Array([0.25773212, 5.3623195 , 5.403243  ], dtype=float32)

tracer objects are used to extract sequence of operations, encoded in jaxpr (JAX expression)
tracer knows only dtype and shape of arrays.
for matching inputs no re-compilation is required.

from jax import make_jaxpr
 
def f(x, y):
	return jnp.dot( x+1, y+1 )
 
make_jaxpr(f)(x, y)

OUTPUT

{ lambda ; a:f32[3,4] b:f32[4]. let
    c:f32[3,4] = add a 1.0:f32[]
    d:f32[4] = add b 1.0:f32[]
    e:f32[3] = dot_general[
      dimension_numbers=(([1], [0]), ([], []))
      preferred_element_type=float32
    ] c d
  in (e,) }

JIT cannot be used on control flow statements, static variables help us here.

@jit
def f(x, neg):
	return -x if neg else x
 
f(1, True)

TracerBoolConversionError: Attempted boolean conversion of traced array with shape bool[].
The error occurred while tracing the function f at /tmp/ipykernel_4292/2422663986.py:1 for jit. This concrete value was not available in Python because it depends on the value of the argument neg.
See https://docs.jax.dev/en/latest/errors.html#jax.errors.TracerBoolConversionError

from functools import partial
 
@partial(jit, static_argnums=(1,))
def f(x, neg):
	return -x if neg else x
 
f(1, True)

Array(-1, dtype=int32, weak_type=True)

If we change the static arguments then recompilation will happen.

Derivatives with jax.grad

jax.grad transformation is used for automatic differentiation
jax.jacobian transformation is used to compute full jacobian matrix for vector-valued functions.

Jacobian vs Grad

jacobian is for vector valued functions, whereas, grad is for scalar valued functions.
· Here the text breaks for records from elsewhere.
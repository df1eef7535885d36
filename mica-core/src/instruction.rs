//! Decoded instruction records and the catalog entry type they bind to.

use crate::csr::CsrSpecifier;
use crate::machine::{Context, EffectEvent};
use crate::registers::Specifier;
use std::fmt;

/// The encoded length in bytes of every instruction in the base catalogs.
pub const INSTRUCTION_LENGTH: u64 = 4;

/// Instruction-format tag: which operand-bit groups exist in the encoding.
#[derive(Debug, Copy, Clone, Eq, PartialEq)]
pub enum Format {
    /// Register-register operations (`rd`, `rs1`, `rs2`).
    R,
    /// Register-immediate operations and loads (`rd`, `rs1`, 12-bit immediate).
    I,
    /// Stores (`rs1`, `rs2`, split 12-bit immediate).
    S,
    /// Conditional branches (`rs1`, `rs2`, split 13-bit offset).
    B,
    /// Upper-immediate operations (`rd`, 20-bit immediate).
    U,
    /// Unconditional jumps (`rd`, split 21-bit offset).
    J,
    /// System instructions (fully fixed encodings and CSR accesses).
    System,
}

/// The per-opcode behavior: mutate machine state given the decoded
/// instruction and the execution context.
///
/// A plain function value, not a method on a polymorphic hierarchy; the
/// catalog is a closed flat table built once at startup.
pub type Effect = fn(&DecodedInstruction, &mut Context<'_>) -> Result<(), EffectEvent>;

/// An immutable catalog entry describing one instruction.
///
/// `mask` selects the bits of an instruction word that must equal `matches`
/// for the word to be this instruction; the remaining bits are operands. The
/// decoder groups definitions by mask (see
/// [`Decoder`](crate::decode::Decoder)); entries never mutate after startup.
#[derive(PartialEq)]
pub struct InstructionDef {
    pub name: &'static str,
    pub mask: u32,
    pub matches: u32,
    pub format: Format,
    pub effect: Effect,
}

impl InstructionDef {
    /// The example encoding of this definition: the match value with all
    /// operand bits zeroed. Decoding it must yield exactly this definition.
    pub fn example_encoding(&self) -> u32 {
        self.matches
    }
}

impl fmt::Debug for InstructionDef {
    fn fmt(&self, f: &mut fmt::Formatter<'_>) -> fmt::Result {
        f.debug_struct("InstructionDef")
            .field("name", &self.name)
            .field("mask", &format_args!("{:#010x}", self.mask))
            .field("matches", &format_args!("{:#010x}", self.matches))
            .field("format", &self.format)
            .finish_non_exhaustive()
    }
}

/// An instruction bound to an address, in its decoded form.
///
/// Immutable once constructed. Records are produced by the external assembler
/// (already bound to a definition), loaded raw (bound lazily on first fetch),
/// or synthesized when self-modifying code writes into the text segment
/// (cached decode dropped, re-decoded on fetch).
#[derive(Debug, Copy, Clone, PartialEq)]
pub struct DecodedInstruction {
    binary: u32,
    address: u64,
    definition: Option<&'static InstructionDef>,
}

impl DecodedInstruction {
    /// Creates a record already bound to its matched definition.
    pub fn new(binary: u32, address: u64, definition: &'static InstructionDef) -> Self {
        Self {
            binary,
            address,
            definition: Some(definition),
        }
    }

    /// Creates an unbound record holding only the raw word. Fetch re-decodes
    /// it before execution.
    pub fn from_raw(binary: u32, address: u64) -> Self {
        Self {
            binary,
            address,
            definition: None,
        }
    }

    /// Returns a copy of this record bound to `definition`.
    pub fn with_definition(self, definition: &'static InstructionDef) -> Self {
        Self {
            definition: Some(definition),
            ..self
        }
    }

    /// The 32-bit binary encoding.
    pub fn binary(&self) -> u32 {
        self.binary
    }

    /// The address this record resides at.
    pub fn address(&self) -> u64 {
        self.address
    }

    /// The matched instruction definition, or `None` if the word has not
    /// been (or could not be) matched against the catalog.
    pub fn definition(&self) -> Option<&'static InstructionDef> {
        self.definition
    }

    /// The encoded length in bytes, by which the PC advances before the
    /// instruction body executes.
    pub fn length(&self) -> u64 {
        INSTRUCTION_LENGTH
    }

    //
    // Operand field extraction. Field positions are fixed across all formats
    // that carry the field, which is what makes decoding table-driven.
    //

    /// Destination register `rd` (bits 7..=11).
    pub fn rd(&self) -> Specifier {
        Specifier::from_u5((self.binary >> 7 & 0x1F) as u8)
    }

    /// First source register `rs1` (bits 15..=19).
    pub fn rs1(&self) -> Specifier {
        Specifier::from_u5((self.binary >> 15 & 0x1F) as u8)
    }

    /// Second source register `rs2` (bits 20..=24).
    pub fn rs2(&self) -> Specifier {
        Specifier::from_u5((self.binary >> 20 & 0x1F) as u8)
    }

    /// Sign-extended 12-bit I-type immediate (bits 20..=31).
    pub fn imm_i(&self) -> i64 {
        (self.binary as i32 >> 20) as i64
    }

    /// Sign-extended 12-bit S-type immediate (split over bits 7..=11 and
    /// 25..=31).
    pub fn imm_s(&self) -> i64 {
        let upper = (self.binary as i32 >> 25) << 5;
        let lower = (self.binary >> 7 & 0x1F) as i32;
        (upper | lower) as i64
    }

    /// Sign-extended 13-bit B-type branch offset (always even).
    pub fn imm_b(&self) -> i64 {
        let bit_12 = (self.binary as i32 >> 31) << 12;
        let bit_11 = ((self.binary >> 7 & 0x1) << 11) as i32;
        let bits_10_5 = ((self.binary >> 25 & 0x3F) << 5) as i32;
        let bits_4_1 = ((self.binary >> 8 & 0xF) << 1) as i32;
        (bit_12 | bit_11 | bits_10_5 | bits_4_1) as i64
    }

    /// U-type immediate: bits 12..=31 of the word, low 12 bits zero.
    pub fn imm_u(&self) -> i64 {
        (self.binary as i32 & !0xFFF) as i64
    }

    /// Sign-extended 21-bit J-type jump offset (always even).
    pub fn imm_j(&self) -> i64 {
        let bit_20 = (self.binary as i32 >> 31) << 20;
        let bits_19_12 = (self.binary & 0xFF000) as i32;
        let bit_11 = ((self.binary >> 20 & 0x1) << 11) as i32;
        let bits_10_1 = ((self.binary >> 21 & 0x3FF) << 1) as i32;
        (bit_20 | bits_19_12 | bit_11 | bits_10_1) as i64
    }

    /// Shift amount for immediate shifts (bits 20..=25; the catalog masks
    /// decide how many of them are operand bits).
    pub fn shamt(&self) -> u32 {
        self.binary >> 20 & 0x3F
    }

    /// CSR specifier for system instructions (bits 20..=31).
    pub fn csr(&self) -> CsrSpecifier {
        (self.binary >> 20) as CsrSpecifier
    }

    /// Zero-extended 5-bit immediate for CSR immediate forms (bits 15..=19).
    pub fn zimm(&self) -> u64 {
        (self.binary >> 15 & 0x1F) as u64
    }
}
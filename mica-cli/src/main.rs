use std::fs::File;
use std::process::ExitCode;

use clap::Parser;
use log::{debug, info};
use stderrlog::LogLevelNum;

use mica_core::engine::{Engine, EngineConfig, StopEvent};
use mica_core::instruction::DecodedInstruction;
use mica_core::machine::{Console, MachineState};
use mica_core::memory::MemoryLayout;
use mica_core::registers::Specifier;
use mica_core::MachineWidth;

#[derive(Parser, Debug)]
#[command(version, about, long_about = None)]
struct Args {
    /// Flat binary image of little-endian instruction words, loaded at the
    /// start of the text segment.
    binary: String,
    /// Memory layout to simulate under ("default" or "compact").
    #[arg(short, long, default_value = "default")]
    layout: String,
    /// Simulate a 64-bit machine instead of a 32-bit one.
    #[arg(long)]
    rv64: bool,
    /// Stop after this many executed instructions.
    #[arg(short, long)]
    max_steps: Option<u64>,
    /// Break when the program counter reaches this address; repeatable.
    #[arg(short, long = "break", value_parser = parse_address)]
    breakpoints: Vec<u64>,
    /// Cap on executed instructions per second.
    #[arg(short, long)]
    rate: Option<u64>,
    /// Allow the program to overwrite its own text segment.
    #[arg(long)]
    smc: bool,
    /// Dump the integer registers when the run stops.
    #[arg(short, long)]
    dump_registers: bool,
    /// Log verbosity; repeat for more detail.
    #[arg(short, long, action = clap::ArgAction::Count)]
    verbose: u8,
}

fn parse_address(s: &str) -> Result<u64, std::num::ParseIntError> {
    match s.strip_prefix("0x").or_else(|| s.strip_prefix("0X")) {
        Some(hex) => u64::from_str_radix(hex, 16),
        None => s.parse(),
    }
}

fn main() -> std::io::Result<ExitCode> {
    let args = Args::parse();

    stderrlog::new()
        .verbosity(LogLevelNum::from(args.verbose as usize + 1))
        .modules([module_path!(), "mica_core"])
        .init()
        .unwrap();

    let Some(layout) = MemoryLayout::by_name(&args.layout) else {
        eprintln!("unknown layout {:?}", args.layout);
        return Ok(ExitCode::FAILURE);
    };
    let width = if args.rv64 {
        MachineWidth::Rv64
    } else {
        MachineWidth::Rv32
    };

    let mut image = Vec::new();
    use std::io::Read;
    File::open(&args.binary)?.read_to_end(&mut image)?;

    let mut machine = MachineState::new(width, layout);
    machine.memory_mut().set_smc_enabled(args.smc);
    load_image(&mut machine, &image);

    let start = layout.text.start();
    let engine = Engine::new(
        machine,
        Box::new(Console::stdout()),
        EngineConfig {
            max_steps_per_second: args.rate,
        },
    );

    info!("starting at {start:#x}");
    let event = engine.run(start, args.max_steps, &args.breakpoints);

    if args.dump_registers {
        engine.with_machine(dump_registers);
    }

    Ok(report(&engine, event))
}

/// Loads a flat image of little-endian instruction words at the base of the
/// text segment. A trailing partial word is zero-padded.
fn load_image(machine: &mut MachineState, image: &[u8]) {
    let base = machine.memory().layout().text.start();
    for (i, chunk) in image.chunks(4).enumerate() {
        let mut bytes = [0u8; 4];
        bytes[..chunk.len()].copy_from_slice(chunk);
        let word = u32::from_le_bytes(bytes);
        let address = base + 4 * i as u64;
        let record = DecodedInstruction::from_raw(word, address);
        if let Err(fault) = machine.memory_mut().write_instruction(address, record) {
            debug!("image does not fit the text segment: {fault}");
            break;
        }
    }
    debug!("loaded {} bytes at {base:#x}", image.len());
}

fn dump_registers(machine: &mut MachineState) {
    eprintln!("pc  = {:#018x}", machine.pc());
    for specifier in Specifier::iter_all() {
        eprintln!("{specifier:<3} = {:#018x}", machine.read_x(specifier));
    }
}

fn report(engine: &Engine, event: StopEvent) -> ExitCode {
    match event {
        StopEvent::Exited { code } => {
            info!("program exited with code {code}");
            ExitCode::from(code as u8)
        }
        StopEvent::BreakpointHit { address } => {
            eprintln!("breakpoint hit at {address:#x}");
            ExitCode::SUCCESS
        }
        StopEvent::MaxStepsHit => {
            eprintln!(
                "step limit reached at {:#x}",
                engine.with_machine(|machine| machine.pc())
            );
            ExitCode::SUCCESS
        }
        StopEvent::CliffTermination { address } => {
            eprintln!("execution ran off the end of the program at {address:#x}");
            ExitCode::FAILURE
        }
        StopEvent::Paused | StopEvent::Stopped => ExitCode::SUCCESS,
        StopEvent::ErrorHit(error) => {
            eprintln!("unrecoverable error: {error}");
            ExitCode::FAILURE
        }
    }
}
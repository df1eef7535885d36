//! The explicit, self-contained state of one simulated machine.
//!
//! Everything an instruction effect can touch lives in [`MachineState`]:
//! general purpose and floating point registers, CSRs, the address space,
//! the interrupt controller, and the undo log. There is no ambient global
//! state; construct one per run, and as many in parallel as tests want.
//!
//! All mutators that represent architectural side effects log their inverse
//! to the backstepper under the PC of the in-flight instruction, so any run
//! can be stepped backward one instruction at a time.

use crate::backstep::{Backstepper, UndoAction, NO_INSTRUCTION};
use crate::csr::{CsRegisters, CsrAccessError, CsrSpecifier};
use crate::interrupt::{Exception, InterruptController, SimulationError};
use crate::memory::{AddressSpace, MemoryFault, MemoryLayout};
use crate::registers::{FpRegisters, Registers, Specifier};
use crate::MachineWidth;
use log::{error, trace};
use std::fmt;
use std::io;

/// Out-of-band outcome of running an instruction effect.
///
/// `Ok(())` from an effect means ordinary completion; everything else the
/// effect wants to tell the loop travels through this type.
#[derive(Debug, Clone, PartialEq, Eq)]
pub enum EffectEvent {
    /// An `ebreak` was executed.
    Breakpoint,
    /// A `wfi` was executed; the loop should sleep until an interrupt is
    /// pending.
    WaitForInterrupt,
    /// The program requested termination with this exit code. Bypasses the
    /// trap machinery entirely.
    Exit(u64),
    /// Unrecoverable error; the run stops immediately.
    Fatal(SimulationError),
    /// Recoverable error; offered to the trap machinery first, fatal only if
    /// no handler can take it.
    Trap(SimulationError),
}

impl From<SimulationError> for EffectEvent {
    fn from(error: SimulationError) -> Self {
        Self::Trap(error)
    }
}

impl From<MemoryFault> for EffectEvent {
    fn from(fault: MemoryFault) -> Self {
        Self::Trap(fault.into())
    }
}

impl From<CsrAccessError> for EffectEvent {
    fn from(error: CsrAccessError) -> Self {
        let specifier = match error {
            CsrAccessError::UnsupportedCsr { specifier }
            | CsrAccessError::WriteToReadOnly { specifier } => specifier,
        };
        Self::Trap(SimulationError::new(
            Exception::IllegalInstruction,
            specifier as u64,
        ))
    }
}

/// The I/O backend instruction effects reach for `ecall`.
///
/// The call number is taken from `a7` and the argument from `a0`, following
/// the usual RISC-V convention. An implementation may mutate the machine
/// (write results to registers, allocate heap) like any effect.
pub trait Environment: Send {
    fn ecall(&mut self, machine: &mut MachineState) -> Result<(), EffectEvent>;
}

/// Everything an instruction effect gets to see.
pub struct Context<'a> {
    pub machine: &'a mut MachineState,
    pub env: &'a mut dyn Environment,
}

/// Identity of the register an observed read touched, spanning all three
/// register files.
#[derive(Debug, Copy, Clone, Eq, PartialEq)]
pub enum ObservedRegister {
    X(Specifier),
    F(Specifier),
    Csr(CsrSpecifier),
}

type RegisterObserver = Box<dyn FnMut(ObservedRegister, u64) + Send>;

/// The whole simulated machine, minus the execution loop.
pub struct MachineState {
    width: MachineWidth,
    registers: Registers,
    fp_registers: FpRegisters,
    csrs: CsRegisters,
    memory: AddressSpace,
    interrupts: InterruptController,
    backstepper: Backstepper,
    /// PC of the instruction whose effect is currently running; undo entries
    /// created now belong to its group. [`NO_INSTRUCTION`] between
    /// instructions.
    in_flight_pc: u64,
    register_observers: Vec<RegisterObserver>,
}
jacobian is matrix, where as grad is vector

REVISIT THIS PART LATER

No proper knowledge of hessian, jacobian vector product and vector jacobian product.

Tip

multiple transformations can be composed grad(jit(grad(f)))(x)

Auto-vectorization with jax.vmap()

jax.vmap provides automatic vectorization transformation.
matrix-vector to matrix-matrix multiplication

from jax import random
 
key = random.key(1)
key1, key2 = random.split(key)
mat = random.normal(key1, (150, 100))
batched_x = random.normal(key2, (10, 100))
 
def apply_matrix(x):
	return jnp.dot(mat, x)
 
def natively_batched_apply_matrix(v_batched):
	return jnp.stack([apply_matrix(v) for v in v_batched])
 
def batched_apply_matrix(batched_x):
	return jnp.dot(batched_x, mat.T)

from jax import numpy
 
@jit
def vmap_batched_apply_matrix(batched_x):
	return vmap(apply_matrix)(batched_x)

Pseudorandom numbers

JAX random functions consume a random key that must be split to generate new independent keys.
JAX random key model is thread-safe and avoids issues with global state. [dig deeper]
- numpy uses global state, set using numpy.random.seed
- issue: global state won’t work with JAX computation model, reproducibility over different threads, processes and devices.
- solution: track the state explicitly using random key.

The rule of thumb

never reuse keys (unless we want identical outputs).

for i in range(3):
	new_key, subkey = random.split(key)
	del key # consumed by split.
	
	val = random.normal(subkey)
	del subkey # consumed by normal.
	
	key = new_key # new_key is safe to use in next_iteration.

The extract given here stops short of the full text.